Once the week of devastating temperatures froze the area, that faulty system left thousands in trouble, including Crudup himself. Crudup, living with his wife and two grandchildren in South Jackson, spent more than two weeks without running water.
"We can't bathe, we can't cook food, we can't wash dishes, we can't do laundry. It's tremendously difficult," he told NBC News.
Now, more than a month later, White told AccuWeather that most residents do have their water back on, but the boil advisory had remained in effect until Wednesday when officials lifted the advisory. According to WLBT, the local NBC affiliate, the state health department gave the city the green light to lift the advisory after water samples came back clean on two consecutive days.

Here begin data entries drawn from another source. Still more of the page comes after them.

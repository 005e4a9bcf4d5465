//! Evaluation and prediction over batch generators.

use std::path::PathBuf;

use burn::{
    data::dataloader::batcher::Batcher,
    tensor::{backend::Backend, ElementConversion},
};
use grain_core::{ClassIndex, ClassificationReport, DataSplit, Error, Result};
use grain_dataset::{BatchGenerator, ImageBatch, ImageBatcher};
use serde::{Deserialize, Serialize};
use tracing::debug;

use crate::loss::{argmax_rows, categorical_crossentropy, count_correct};
use crate::model::Classifier;

/// Mean loss and accuracy over one pass of a generator
#[derive(Debug, Clone, Copy, PartialEq, Serialize, Deserialize)]
pub struct EvaluationSummary {
    pub split: DataSplit,
    pub loss: f64,
    /// Fraction in [0, 1]
    pub accuracy: f64,
    pub samples: usize,
}

impl std::fmt::Display for EvaluationSummary {
    fn fmt(&self, f: &mut std::fmt::Formatter<'_>) -> std::fmt::Result {
        write!(
            f,
            "{} loss: {:.4}, accuracy: {:.2}% ({} samples)",
            self.split,
            self.loss,
            self.accuracy * 100.0,
            self.samples
        )
    }
}

/// Per-sample class probabilities, aligned with the true labels
#[derive(Debug, Clone, PartialEq, Serialize, Deserialize)]
pub struct Predictions {
    /// Row-major `[samples, num_classes]`
    pub probabilities: Vec<f32>,
    pub num_classes: usize,
    pub labels: Vec<usize>,
    pub paths: Vec<PathBuf>,
}

impl Predictions {
    pub fn len(&self) -> usize {
        self.labels.len()
    }

    pub fn is_empty(&self) -> bool {
        self.labels.is_empty()
    }

    /// Probability row of one sample
    pub fn row(&self, index: usize) -> &[f32] {
        &self.probabilities[index * self.num_classes..(index + 1) * self.num_classes]
    }

    /// Argmax of every probability row
    pub fn predicted_labels(&self) -> Vec<usize> {
        argmax_rows(&self.probabilities, self.num_classes)
    }

    pub fn report(&self, classes: &ClassIndex) -> Result<ClassificationReport> {
        ClassificationReport::from_predictions(&self.labels, &self.predicted_labels(), classes)
    }
}

/// Runs a classifier over generators without touching its weights
pub struct Evaluator<B: Backend> {
    device: B::Device,
}

impl<B: Backend> Evaluator<B> {
    pub fn new(device: B::Device) -> Self {
        Self { device }
    }

    pub fn evaluate(
        &self,
        model: &Classifier<B>,
        generator: &mut BatchGenerator,
    ) -> Result<EvaluationSummary> {
        self.run(model, generator).map(|(summary, _)| summary)
    }

    /// Class probabilities for every sample of one pass
    pub fn predict(
        &self,
        model: &Classifier<B>,
        generator: &mut BatchGenerator,
    ) -> Result<Predictions> {
        self.run(model, generator).map(|(_, predictions)| predictions)
    }

    /// Summary and predictions from a single pass
    pub fn evaluate_with_predictions(
        &self,
        model: &Classifier<B>,
        generator: &mut BatchGenerator,
    ) -> Result<(EvaluationSummary, Predictions)> {
        self.run(model, generator)
    }

    fn run(
        &self,
        model: &Classifier<B>,
        generator: &mut BatchGenerator,
    ) -> Result<(EvaluationSummary, Predictions)> {
        if generator.is_empty() {
            return Err(Error::Training(format!("No {} samples to evaluate", generator.split())));
        }

        let num_classes = generator.num_classes();
        if model.num_classes() != num_classes {
            return Err(Error::Model(format!(
                "Model predicts {} classes but the {} data has {}",
                model.num_classes(),
                generator.split(),
                num_classes
            )));
        }

        let split = generator.split();
        let batcher =
            ImageBatcher::<B>::new(self.device.clone(), generator.image_size(), num_classes);

        let mut loss_sum = 0.0f64;
        let mut correct = 0usize;
        let mut predictions = Predictions {
            probabilities: Vec::with_capacity(generator.len() * num_classes),
            num_classes,
            labels: Vec::with_capacity(generator.len()),
            paths: Vec::with_capacity(generator.len()),
        };

        for items in generator.epoch() {
            let items = items?;
            let batch_size = items.len();
            for item in &items {
                predictions.labels.push(item.label);
                predictions.paths.push(item.path.clone());
            }

            let batch: ImageBatch<B> = batcher.batch(items);
            let probs = model.forward(batch.images);

            let loss: f64 = categorical_crossentropy(probs.clone(), batch.one_hot)
                .into_scalar()
                .elem();
            loss_sum += loss * batch_size as f64;
            correct += count_correct(probs.clone(), batch.targets);

            let values = probs
                .into_data()
                .to_vec::<f32>()
                .map_err(|e| Error::Model(format!("Failed to read probabilities: {e:?}")))?;
            predictions.probabilities.extend(values);
        }

        let samples = predictions.len();
        let summary = EvaluationSummary {
            split,
            loss: loss_sum / samples as f64,
            accuracy: correct as f64 / samples as f64,
            samples,
        };
        debug!("{}", summary);

        Ok((summary, predictions))
    }
}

Madonna Manor maintenance supervisor Lamar Jackson pours potable water into a resident's empty jugs in Jackson, Miss., Monday afternoon, Feb. 22, 2021. Rising temperatures have melted the snow and ice in Mississippi but tens of thousands of people still had little or no water service, with some waiting a week for restoration since the outages began during an extended freeze. (AP Photo/Rogelio V. Solis)
"We feel really confident that all the residents on the connection side are receiving water. There still may be a couple of areas that are experiencing low water pressure," Williams said in a press conference earlier this week. "Over the past couple of days, we have been able to stay closer to 90 PSI, somewhere between 87 and 90, and that’s pretty good."
Thunderstorms with strong winds blew through the city on Wednesday evening. However, no damage was reported in the immediate Jackson area. A breezy and cool day is expected on Thursday, and it will be dry.
"That dignity for which Jacksonians are asking, though, includes clear drinking water, pipes without lead and toilets that flush for everyone, regardless of race," Ladd wrote.
"It’s long, long past time to put Citizens Council-era propaganda to rest and treat Black leaders and Black Mississippians like equals, not like pawns in yet another white power game," she said.